## RECORD EXCERPTS
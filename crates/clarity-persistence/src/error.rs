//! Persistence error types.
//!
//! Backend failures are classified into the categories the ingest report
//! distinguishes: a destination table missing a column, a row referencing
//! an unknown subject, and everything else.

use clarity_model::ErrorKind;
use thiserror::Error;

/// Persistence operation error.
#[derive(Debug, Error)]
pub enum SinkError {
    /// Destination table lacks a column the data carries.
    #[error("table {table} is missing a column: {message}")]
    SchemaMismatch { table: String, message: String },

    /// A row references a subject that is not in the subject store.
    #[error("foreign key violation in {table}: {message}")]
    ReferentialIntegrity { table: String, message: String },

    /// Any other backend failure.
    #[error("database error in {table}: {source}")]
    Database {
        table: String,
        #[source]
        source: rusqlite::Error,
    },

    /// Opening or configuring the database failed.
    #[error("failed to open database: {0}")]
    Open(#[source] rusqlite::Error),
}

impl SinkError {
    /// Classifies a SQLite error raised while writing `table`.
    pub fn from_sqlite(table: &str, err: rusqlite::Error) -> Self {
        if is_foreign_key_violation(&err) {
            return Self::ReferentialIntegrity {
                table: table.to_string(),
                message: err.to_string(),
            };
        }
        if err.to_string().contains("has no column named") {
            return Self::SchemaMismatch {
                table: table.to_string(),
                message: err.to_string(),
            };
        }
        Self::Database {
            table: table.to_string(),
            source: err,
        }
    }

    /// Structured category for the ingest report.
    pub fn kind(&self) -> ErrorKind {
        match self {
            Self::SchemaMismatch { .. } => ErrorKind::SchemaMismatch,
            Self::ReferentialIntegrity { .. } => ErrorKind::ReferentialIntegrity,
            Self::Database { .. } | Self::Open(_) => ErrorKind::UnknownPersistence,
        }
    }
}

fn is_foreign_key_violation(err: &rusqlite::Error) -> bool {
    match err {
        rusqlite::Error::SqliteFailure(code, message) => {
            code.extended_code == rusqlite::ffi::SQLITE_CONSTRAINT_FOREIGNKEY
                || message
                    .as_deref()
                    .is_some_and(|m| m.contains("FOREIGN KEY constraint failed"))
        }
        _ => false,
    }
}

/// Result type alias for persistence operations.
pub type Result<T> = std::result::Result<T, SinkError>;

## THE PROBLEM
Show every line above in which the word "message" is found.

## REPLY TO THE EXERCISE
    #[error("table {table} is missing a column: {message}")]
    SchemaMismatch { table: String, message: String },
    #[error("foreign key violation in {table}: {message}")]
    ReferentialIntegrity { table: String, message: String },
                message: err.to_string(),
                message: err.to_string(),
        rusqlite::Error::SqliteFailure(code, message) => {
                || message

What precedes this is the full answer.